The multilevel modeling with MLwiN software was conducted. MLwiN uses the Restricted Iterative Generalized Least-Squares (RIGLS) method to examine a model’s goodness of fit. To establish whether the addition of a variable was a significant improvement to the model’s fit, the most recent model’s deviance (− 2 * LogLikelihood) was compared to the previous model’s. The following process was applied:
-
First, 1-level and 3-level null models were built per dependent variable. To evaluate whether clinician and country had a significant effect on the dependent variables, 1-level null models were compared to 3-level null models (i.e. accounted for variance within clinicians and countries).
-
Second, biopsychosocial variables were separately added as fixed effects to the 3-level null model. To determine the association of each of these with FCE test results, the 3-level null model was compared to each biopsychosocial variable’s 3-level model.
-
Third, a selection of the variables to be entered into the multiple multilevel models was made. A minimum of ten measurements per variable is required for valid multiple regression models [43, 44]; therefore, the number of biopsychosocial variables included in the multiple multilevel regression models was limited. This selection of variables was made based on the statistical significance level from the simple multilevel models.
-
Fourth, a series of multiple multilevel models were performed with biopsychosocial variables entered in a stepwise-forward method. When building the multiple multilevel models, only the independent variables that significantly improved the model’s fit (p < 0.05) remained. The statistical significance of the final models was established at p < 0.05.

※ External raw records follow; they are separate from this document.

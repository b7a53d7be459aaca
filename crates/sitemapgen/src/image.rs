//! Google image sitemap extension.

use url::Url;

use crate::entry::parse_location;
use crate::error::UrlError;

/// Maximum `<image:image>` blocks per `<url>`.
pub const MAX_IMAGES_PER_URL: usize = 1000;

/// One image attached to a URL entry.
///
/// Rendered as `<image:image>` with `loc`, `caption`, `title`,
/// `geo_location` and `license`, omitting absent fields.
#[derive(Debug, Clone, PartialEq, Eq)]
pub struct Image {
    loc: Url,
    caption: Option<String>,
    title: Option<String>,
    geo_location: Option<String>,
    license: Option<Url>,
}

impl Image {
    /// Image at `loc`.
    ///
    /// # Errors
    ///
    /// Returns [`UrlError::InvalidUrl`] or [`UrlError::UnsupportedScheme`] if
    /// `loc` is not an absolute http(s) URL.
    pub fn new(loc: &str) -> Result<Self, UrlError> {
        Ok(Self {
            loc: parse_location(loc)?,
            caption: None,
            title: None,
            geo_location: None,
            license: None,
        })
    }

    #[must_use]
    pub fn caption(mut self, caption: impl Into<String>) -> Self {
        self.caption = Some(caption.into());
        self
    }

    #[must_use]
    pub fn title(mut self, title: impl Into<String>) -> Self {
        self.title = Some(title.into());
        self
    }

    /// Free-form location, e.g. `"Limerick, Ireland"`.
    #[must_use]
    pub fn geo_location(mut self, geo_location: impl Into<String>) -> Self {
        self.geo_location = Some(geo_location.into());
        self
    }

    /// URL of the image's license.
    #[must_use]
    pub fn license(mut self, license: Url) -> Self {
        self.license = Some(license);
        self
    }

    #[must_use]
    pub fn loc(&self) -> &Url {
        &self.loc
    }

    #[must_use]
    pub fn caption_text(&self) -> Option<&str> {
        self.caption.as_deref()
    }

    #[must_use]
    pub fn title_text(&self) -> Option<&str> {
        self.title.as_deref()
    }

    #[must_use]
    pub fn geo_location_text(&self) -> Option<&str> {
        self.geo_location.as_deref()
    }

    #[must_use]
    pub fn license_url(&self) -> Option<&Url> {
        self.license.as_ref()
    }
}

#[cfg(test)]
mod tests {
    use super::*;

    #[test]
    fn test_image_fields() {
        let license = Url::parse("https://creativecommons.org/licenses/by/4.0/").unwrap();
        let image = Image::new("http://www.example.com/cat.jpg")
            .unwrap()
            .caption("A cat")
            .title("Cat")
            .geo_location("Limerick, Ireland")
            .license(license.clone());

        assert_eq!(image.loc().as_str(), "http://www.example.com/cat.jpg");
        assert_eq!(image.caption_text(), Some("A cat"));
        assert_eq!(image.title_text(), Some("Cat"));
        assert_eq!(image.geo_location_text(), Some("Limerick, Ireland"));
        assert_eq!(image.license_url(), Some(&license));
    }

    #[test]
    fn test_image_rejects_bad_url() {
        assert!(matches!(
            Image::new("cat.jpg"),
            Err(UrlError::InvalidUrl(_))
        ));
    }
}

The reported results of the simple multilevel regression analyses were fixed effect’s explained variance (R2) and p value. R2 was calculated as \((\upsigma _{0}^{2} - \upsigma _{1}^{2})/(\upsigma _{0}^{2}),\) where \(\upsigma _{0}^{2}\)is the variance of the 3-level null model and \(\upsigma _{1}^{2}\)the variance of the 3-level model with the variable [45]. The reported results of the multiple multilevel regression analyses were fixed effect’s unstandardized coefficient and its standard error. Total variance explained by fixed effects was reported as a measure of the relevance of all fixed effects in the final models. To determine the total residual variance which was due to clinicians and countries, or, in other words, the correlation of the outcomes within clinicians and countries, the intraclass correlation (ICC) was calculated.
Diagnostic and descriptive analyses were performed using SPSS software version 22.0 (IBM Corp., NY) and multilevel regression analyses with MLwiN software version 2.35 (Centre for Multilevel Modelling, University of Bristol, UK).